Bono’s new stage persona also didn’t work well. On this tour he’s trying to short-circuit his earnest, politically-correct image by acting like a leering, glitzy, show-biz lout. But his heart wasn’t in it last night. He wore the costumes - a black leather outfit with bug-eyed black sunglasses and, for the encore, a silver-lame suit with matching cowboy hat - and talked the talk, drawling like a Texan (“Have we got a show lined up fer yew t’naht”), but he couldn’t make it stick, even on a humorous level.
Probably because of the Freddie Mercury tribute concert in London, which was shown on the “Zoo TV” screens between sets, Bono was somewhat serious. He dedicated the show to Mercury, and also threw in some political commentary about the presidential race, both of which were more in keeping with old Bono image.
But dropping the gruff persona allowed him to be more warm and dramatic in his singing, and his voice soared on songs like “Who’s Gonna Ride Your Wild Horses,” from the new “Achtung Baby” album, and such U2 classics as “Where the Streets Have No Name” and “Desire.” The Edge also was in fine form, with his guitar playing cleaner, more economic and more forceful than ever.
The first half of the show was given over to songs from “Achtung Baby,” highlighted by the slow, dramatic “One” and the thick and chunky “Mysterious Ways,” which was accompanied by a live belly-dancer doing the Salome bit with veils.

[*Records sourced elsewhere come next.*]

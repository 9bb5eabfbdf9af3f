use async_trait::async_trait;
use serde::{Deserialize, Serialize};
use std::fmt;
use std::path::Path;
use std::str::FromStr;

pub mod hf;

use crate::normalize::NormalizedAudioAsset;
use crate::{ClassificationError, Result};

/// One accent candidate with its probability as a percentage.
#[derive(Debug, Clone, PartialEq, Serialize, Deserialize)]
pub struct LabelScore {
    pub label: String,
    pub probability_percent: f64,
}

/// Stable, pipeline-facing classification contract.
///
/// `ranked_candidates` is non-empty, sorted descending by probability, and
/// its first element equals (`best_label`, `best_confidence_percent`).
#[derive(Debug, Clone, PartialEq, Serialize)]
pub struct ClassificationResult {
    pub best_label: String,
    pub best_confidence_percent: f64,
    pub ranked_candidates: Vec<LabelScore>,
    pub provenance: String,
}

/// Raw model prediction, score in [0, 1].
#[derive(Debug, Clone, PartialEq, Deserialize)]
pub struct ModelPrediction {
    pub label: String,
    pub score: f64,
}

/// Compute device requested for inference. Injected at model construction;
/// interpretation is up to the backing runtime.
#[derive(Debug, Clone, Copy, PartialEq, Eq)]
pub enum Device {
    Auto,
    Cpu,
    Cuda,
}

impl FromStr for Device {
    type Err = anyhow::Error;

    fn from_str(s: &str) -> Result<Self> {
        match s.to_ascii_lowercase().as_str() {
            "auto" => Ok(Device::Auto),
            "cpu" => Ok(Device::Cpu),
            "cuda" | "gpu" => Ok(Device::Cuda),
            other => anyhow::bail!("unknown compute device: {other}"),
        }
    }
}

impl fmt::Display for Device {
    fn fmt(&self, f: &mut fmt::Formatter<'_>) -> fmt::Result {
        match self {
            Device::Auto => write!(f, "auto"),
            Device::Cpu => write!(f, "cpu"),
            Device::Cuda => write!(f, "cuda"),
        }
    }
}

/// Pre-trained audio-classification capability. Returns up to `top_k`
/// predictions, in no guaranteed order.
#[async_trait]
pub trait AccentModel: Send + Sync {
    async fn predict(&self, audio: &Path, top_k: usize) -> Result<Vec<ModelPrediction>>;

    /// Identifier of the underlying model, used for provenance.
    fn model_id(&self) -> &str;
}

/// Wraps an [`AccentModel`] behind the [`ClassificationResult`] contract.
pub struct ClassifierAdapter {
    model: Box<dyn AccentModel>,
    top_k: usize,
    provenance: String,
}

impl ClassifierAdapter {
    pub fn new(model: Box<dyn AccentModel>, top_k: usize) -> Self {
        let provenance = format!("Model: {}", model.model_id());
        Self {
            model,
            top_k,
            provenance,
        }
    }

    /// Classify the normalized audio, returning the ranked candidate list.
    pub async fn classify(&self, asset: &NormalizedAudioAsset) -> std::result::Result<ClassificationResult, ClassificationError> {
        let predictions = self
            .model
            .predict(&asset.path, self.top_k)
            .await
            .map_err(|err| ClassificationError::Inference(format!("{err:#}")))?;

        let mut ranked: Vec<LabelScore> = predictions
            .into_iter()
            .map(|prediction| LabelScore {
                label: prediction.label,
                probability_percent: prediction.score * 100.0,
            })
            .collect();
        // Upstream ordering is not trusted.
        ranked.sort_by(|a, b| b.probability_percent.total_cmp(&a.probability_percent));
        ranked.truncate(self.top_k);

        let best = ranked.first().cloned().ok_or_else(|| {
            ClassificationError::Inference("model returned no predictions".to_string())
        })?;

        Ok(ClassificationResult {
            best_label: best.label,
            best_confidence_percent: best.probability_percent,
            ranked_candidates: ranked,
            provenance: self.provenance.clone(),
        })
    }
}
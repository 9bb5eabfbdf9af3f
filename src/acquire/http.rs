use async_trait::async_trait;
use futures_util::StreamExt;
use reqwest::Client;
use std::io::{BufWriter, Write};
use std::path::Path;
use url::Url;

use super::DirectFetcher;
use crate::Result;

/// Write buffer for streamed downloads.
const CHUNK_SIZE: usize = 1024 * 1024;

/// Streamed HTTP downloader for direct video links.
pub struct HttpFetcher {
    client: Client,
}

impl HttpFetcher {
    pub fn new() -> Self {
        Self {
            client: Client::new(),
        }
    }
}

impl Default for HttpFetcher {
    fn default() -> Self {
        Self::new()
    }
}

#[async_trait]
impl DirectFetcher for HttpFetcher {
    async fn fetch(&self, url: &Url, dest: &Path) -> Result<()> {
        let response = self.client.get(url.clone()).send().await?;
        if !response.status().is_success() {
            anyhow::bail!("HTTP {}", response.status());
        }

        let file = fs_err::File::create(dest)?;
        let mut writer = BufWriter::with_capacity(CHUNK_SIZE, file);
        let mut stream = response.bytes_stream();
        while let Some(chunk) = stream.next().await {
            writer.write_all(&chunk?)?;
        }
        writer.flush()?;

        Ok(())
    }
}
use serde::Serialize;
use std::path::PathBuf;

use crate::acquire::{self, http::HttpFetcher, ytdlp::YtDlpEngine, Acquirer, Browser, SourceReference};
use crate::classify::{hf::HfAccentModel, ClassifierAdapter, Device, LabelScore};
use crate::config::Config;
use crate::normalize::{ffmpeg::FfmpegEngine, Normalizer};
use crate::utils::validate_url;
use crate::{AcquisitionError, ClassificationError, NormalizationError, PipelineError};

/// Caller-facing result of one end-to-end analysis.
#[derive(Debug, Clone, Serialize)]
pub struct AnalysisReport {
    pub normalized_audio_path: PathBuf,
    pub best_label: String,
    pub best_confidence_percent: f64,
    pub ranked_candidates: Vec<LabelScore>,
    pub provenance: String,
}

/// The linear acquisition → normalization → classification pipeline.
///
/// Constructed once per process; the classification model is loaded at
/// construction and reused read-only across requests.
pub struct AccentPipeline {
    acquirer: Acquirer,
    normalizer: Normalizer,
    classifier: ClassifierAdapter,
    cookies_file: PathBuf,
}

impl std::fmt::Debug for AccentPipeline {
    fn fmt(&self, f: &mut std::fmt::Formatter<'_>) -> std::fmt::Result {
        f.debug_struct("AccentPipeline")
            .field("cookies_file", &self.cookies_file)
            .finish_non_exhaustive()
    }
}

impl AccentPipeline {
    /// Build the pipeline with the real engines. Construction failures carry
    /// the typed error of the stage they belong to; model construction
    /// failure is fatal here, with no lazy retry on a later call.
    pub async fn new(config: Config) -> std::result::Result<Self, PipelineError> {
        let acquirer = Acquirer::new(
            config.storage.downloads_dir.clone(),
            Box::new(HttpFetcher::new()),
            Box::new(YtDlpEngine::new()),
        )
        .map_err(|err| AcquisitionError::Failed {
            cause: format!("{err:#}"),
        })?;
        let normalizer = Normalizer::new(
            config.storage.audio_dir.clone(),
            config.audio.sample_rate,
            Box::new(FfmpegEngine::new()),
        )
        .map_err(|err| NormalizationError {
            cause: format!("{err:#}"),
        })?;

        let device: Device = config
            .model
            .device
            .parse()
            .map_err(|err: anyhow::Error| ClassificationError::ModelInit(format!("{err:#}")))?;
        let model = HfAccentModel::connect(
            &config.model.model_id,
            device,
            config.model.api_token.clone(),
        )
        .await?;
        let classifier = ClassifierAdapter::new(Box::new(model), config.model.top_k);

        Ok(Self {
            acquirer,
            normalizer,
            classifier,
            cookies_file: config.credentials.cookies_file,
        })
    }

    /// Assemble a pipeline from pre-built stages. Useful for swapping in
    /// alternative engines or models.
    pub fn from_parts(
        acquirer: Acquirer,
        normalizer: Normalizer,
        classifier: ClassifierAdapter,
        cookies_file: PathBuf,
    ) -> Self {
        Self {
            acquirer,
            normalizer,
            classifier,
            cookies_file,
        }
    }

    /// Run one end-to-end analysis: one URL in, one classification out.
    /// Stages run strictly sequentially; the first failure aborts with its
    /// stage's typed error.
    pub async fn analyze(
        &self,
        url: &str,
        browser: Option<Browser>,
    ) -> std::result::Result<AnalysisReport, PipelineError> {
        let url = validate_url(url).map_err(|err| AcquisitionError::Failed {
            cause: format!("{err:#}"),
        })?;

        let credential = acquire::resolve_credential(&self.cookies_file, browser);
        let reference = SourceReference { url, credential };

        tracing::info!("starting analysis for URL: {}", reference.url);
        let media = self.acquirer.acquire(&reference).await?;
        tracing::info!("downloaded media to {}", media.path.display());

        let audio = self.normalizer.normalize(&media).await?;
        tracing::info!("normalized audio at {}", audio.path.display());

        let classification = self.classifier.classify(&audio).await?;
        tracing::info!(
            "predicted accent: {} ({:.2}%)",
            classification.best_label,
            classification.best_confidence_percent
        );

        Ok(AnalysisReport {
            normalized_audio_path: audio.path,
            best_label: classification.best_label,
            best_confidence_percent: classification.best_confidence_percent,
            ranked_candidates: classification.ranked_candidates,
            provenance: classification.provenance,
        })
    }
}
use anyhow::Result;
use url::Url;

/// Validate a URL string and parse it
pub fn validate_url(url: &str) -> Result<Url> {
    let parsed = Url::parse(url)
        .map_err(|_| anyhow::anyhow!("Invalid URL format: {}", url))?;

    if !matches!(parsed.scheme(), "http" | "https") {
        anyhow::bail!("URL must use HTTP or HTTPS protocol");
    }

    Ok(parsed)
}

/// Sanitize filename for safe filesystem usage
pub fn sanitize_filename(filename: &str) -> String {
    filename
        .chars()
        .map(|c| {
            match c {
                // Keep alphanumeric characters, spaces, hyphens, underscores, and dots
                c if c.is_alphanumeric() || c == ' ' || c == '-' || c == '_' || c == '.' => c,
                // Replace everything else with underscore
                _ => '_',
            }
        })
        .collect::<String>()
        .trim()
        .to_string()
}

/// Check if the current environment has required tools
pub async fn check_dependencies() -> Vec<String> {
    let mut missing = Vec::new();

    if !check_command_available("yt-dlp", "--version").await {
        missing.push("yt-dlp - required for YouTube and other sharing-site downloads".to_string());
    }

    if !check_command_available("ffmpeg", "-version").await {
        missing.push("ffmpeg - required for audio extraction".to_string());
    }

    missing
}

/// Check if a command is available in PATH
async fn check_command_available(command: &str, version_flag: &str) -> bool {
    use tokio::process::Command;

    Command::new(command)
        .arg(version_flag)
        .output()
        .await
        .map(|output| output.status.success())
        .unwrap_or(false)
}
use anyhow::Result;
use std::fmt::Write as _;
use std::path::Path;

use crate::cli::ReportFormat;
use crate::pipeline::AnalysisReport;

/// Save an analysis report to a file
pub async fn save_to_file(report: &AnalysisReport, path: &Path, format: &ReportFormat) -> Result<()> {
    let content = match format {
        ReportFormat::Text => format_as_text(report),
        ReportFormat::Json => format_as_json(report)?,
    };

    fs_err::write(path, content)?;
    Ok(())
}

/// Print an analysis report to the console
pub fn print_to_console(report: &AnalysisReport, format: &ReportFormat) -> Result<()> {
    let content = match format {
        ReportFormat::Text => format_as_text(report),
        ReportFormat::Json => format_as_json(report)?,
    };

    println!("{content}");
    Ok(())
}

fn format_as_text(report: &AnalysisReport) -> String {
    let mut out = String::new();
    let _ = writeln!(out, "Predicted Accent: {}", report.best_label);
    let _ = writeln!(out, "Confidence: {:.2}%", report.best_confidence_percent);
    let _ = writeln!(out, "Top Predictions:");
    for candidate in &report.ranked_candidates {
        let _ = writeln!(
            out,
            "  {:<12} {:>6.2}%",
            candidate.label, candidate.probability_percent
        );
    }
    let _ = writeln!(out, "Audio: {}", report.normalized_audio_path.display());
    let _ = write!(out, "{}", report.provenance);
    out
}

fn format_as_json(report: &AnalysisReport) -> Result<String> {
    Ok(serde_json::to_string_pretty(report)?)
}
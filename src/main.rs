use clap::Parser;
use console::style;
use indicatif::{ProgressBar, ProgressStyle};
use tracing_subscriber::{layer::SubscriberExt, util::SubscriberInitExt};

use accent_scout::cli::{Cli, Commands};
use accent_scout::config::Config;
use accent_scout::pipeline::AccentPipeline;
use accent_scout::{output, utils, AcquisitionError, PipelineError};

#[tokio::main]
async fn main() {
    let cli = Cli::parse();

    // Initialize tracing
    let default_directive = if cli.verbose {
        "accent_scout=debug"
    } else {
        "accent_scout=info"
    };
    tracing_subscriber::registry()
        .with(
            tracing_subscriber::EnvFilter::try_from_default_env()
                .unwrap_or_else(|_| default_directive.into()),
        )
        .with(tracing_subscriber::fmt::layer())
        .init();

    if let Err(err) = run(cli).await {
        present_failure(&err);
        std::process::exit(1);
    }
}

async fn run(cli: Cli) -> anyhow::Result<()> {
    match cli.command {
        Commands::Analyze {
            url,
            cookies_from_browser,
            format,
            output: output_path,
        } => {
            if url.trim().is_empty() {
                eprintln!(
                    "{} Please provide a non-empty video URL.",
                    style("✗").red().bold()
                );
                std::process::exit(2);
            }

            // Check for required external dependencies (non-fatal)
            let missing_deps = utils::check_dependencies().await;
            if !missing_deps.is_empty() {
                eprintln!("⚠️  Dependency check warnings:");
                for dep in &missing_deps {
                    eprintln!("   • {dep}");
                }
                eprintln!("   (Continuing anyway - tools may be available)");
            }

            let config = Config::load().await?;
            let pipeline = AccentPipeline::new(config).await?;

            let spinner = ProgressBar::new_spinner();
            spinner.set_style(
                ProgressStyle::default_spinner()
                    .template("{spinner:.green} {msg}")
                    .unwrap(),
            );
            spinner.enable_steady_tick(std::time::Duration::from_millis(120));
            spinner.set_message("Analyzing accent...");

            let result = pipeline
                .analyze(&url, cookies_from_browser.map(Into::into))
                .await;
            spinner.finish_and_clear();
            let report = result?;

            match output_path {
                Some(path) => {
                    output::save_to_file(&report, &path, &format).await?;
                    println!("Report saved to: {}", path.display());
                }
                None => {
                    output::print_to_console(&report, &format)?;
                }
            }
        }
        Commands::Config { show } => {
            let config = Config::load().await?;
            if show {
                config.display();
            } else {
                println!("Edit the config file to change settings, then re-run with --show to review.");
                config.display();
            }
        }
        Commands::Platforms => {
            println!("Supported video sources:");
            println!("  • YouTube (youtube.com, youtu.be)");
            println!("  • Loom and other yt-dlp supported sharing sites");
            println!("  • Direct video URLs (.mp4, .mov, .m4v)");
        }
    }

    Ok(())
}

/// User-facing error presentation. Typed pipeline errors get their own
/// messages; anything unrecognized gets a generic line while the detail goes
/// to the log.
fn present_failure(err: &anyhow::Error) {
    let mark = style("✗").red().bold();

    if let Some(stage) = err.downcast_ref::<PipelineError>() {
        match stage {
            PipelineError::Acquisition(acquisition) => {
                eprintln!("{mark} {acquisition}");
                if matches!(acquisition, AcquisitionError::VerificationChallenge { .. }) {
                    eprintln!(
                        "{}",
                        style("Tip: re-run with --cookies-from-browser chrome or firefox, or place a cookies.txt file next to the binary.")
                            .yellow()
                    );
                }
            }
            PipelineError::Normalization(normalization) => {
                eprintln!("{mark} {normalization}");
            }
            PipelineError::Classification(classification) => {
                eprintln!("{mark} {classification}");
            }
        }
    } else {
        tracing::error!("unexpected failure: {err:#}");
        eprintln!("{mark} Something went wrong. Please try again.");
    }
}
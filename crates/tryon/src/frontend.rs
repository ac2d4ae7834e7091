//! Presentation surface and input source for the engine loop.

use crate::engine::EngineError;
use image::{RgbImage, RgbaImage};
use std::collections::VecDeque;
use tryon_core::{UiEvent, Viewport};

/// Where composited frames go and where user input comes from.
pub trait Frontend {
    /// The loop stops once this returns false.
    fn is_open(&self) -> bool;

    fn viewport(&self) -> Viewport;

    /// Show the video frame with the overlay surface on top.
    fn present(&mut self, video: &RgbImage, overlay: &RgbaImage) -> Result<(), EngineError>;

    /// Input gathered since the last call.
    fn poll_input(&mut self) -> Vec<UiEvent>;
}

/// Frontend without a window. Closes after a fixed number of frames, if given.
pub struct Headless {
    viewport: Viewport,
    max_frames: Option<u64>,
    presented: u64,
    pending: VecDeque<UiEvent>,
}

impl Headless {
    pub fn new(viewport: Viewport, max_frames: Option<u64>) -> Self {
        Self {
            viewport,
            max_frames,
            presented: 0,
            pending: VecDeque::new(),
        }
    }

    /// Queue an event for the next `poll_input`.
    #[cfg(test)]
    pub fn push_event(&mut self, event: UiEvent) {
        self.pending.push_back(event);
    }

    #[cfg(test)]
    pub fn presented(&self) -> u64 {
        self.presented
    }
}

impl Frontend for Headless {
    fn is_open(&self) -> bool {
        self.max_frames.map_or(true, |max| self.presented < max)
    }

    fn viewport(&self) -> Viewport {
        self.viewport
    }

    fn present(&mut self, _video: &RgbImage, _overlay: &RgbaImage) -> Result<(), EngineError> {
        self.presented += 1;
        Ok(())
    }

    fn poll_input(&mut self) -> Vec<UiEvent> {
        self.pending.drain(..).collect()
    }
}

#[cfg(test)]
mod tests {
    use super::*;

    #[test]
    fn test_headless_closes_after_max_frames() {
        let mut frontend = Headless::new(Viewport::new(8, 8), Some(2));
        let video = RgbImage::new(8, 8);
        let overlay = RgbaImage::new(8, 8);
        assert!(frontend.is_open());
        frontend.present(&video, &overlay).unwrap();
        assert!(frontend.is_open());
        frontend.present(&video, &overlay).unwrap();
        assert!(!frontend.is_open());
    }

    #[test]
    fn test_headless_drains_events_once() {
        let mut frontend = Headless::new(Viewport::new(8, 8), None);
        frontend.push_event(UiEvent::Reset);
        frontend.push_event(UiEvent::Screenshot);
        assert_eq!(frontend.poll_input().len(), 2);
        assert!(frontend.poll_input().is_empty());
    }
}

During the galloping “Until the End of the World,” Bono played with a boom camera, aiming it at himself and then at the crowd. It was one of few times he got involved in the show’s technology.
The band went to a small platform set amid the crowd (again, the majority of people could not see it) for a semi-acoustic set that included “Angel of Harlem” and Lou Reed’s “Satellite of Love.” Toward the end of the show, the crowd lustily sang along to “With Or Without You” and “Pride.”
As he has done at other stops on the tour, Bono used a portable phone to make a call during the show - he dialed the White House and got hung-up on when he asked to talk to President Bush.
The show was opened by the poor Pixies, who did’t get long to play and were mostly ignored by the crowd. The only song in the top alternative band’s set that got much reaction was its cover of the Jesus and Mary Chain hit, “Head On.”
The sold-out crowd tonight will probably get a much better show. The band will be rested, and won’t have the Mercury concert to think about. And maybe T-Dome security will wise up and keep people from standing on the seats.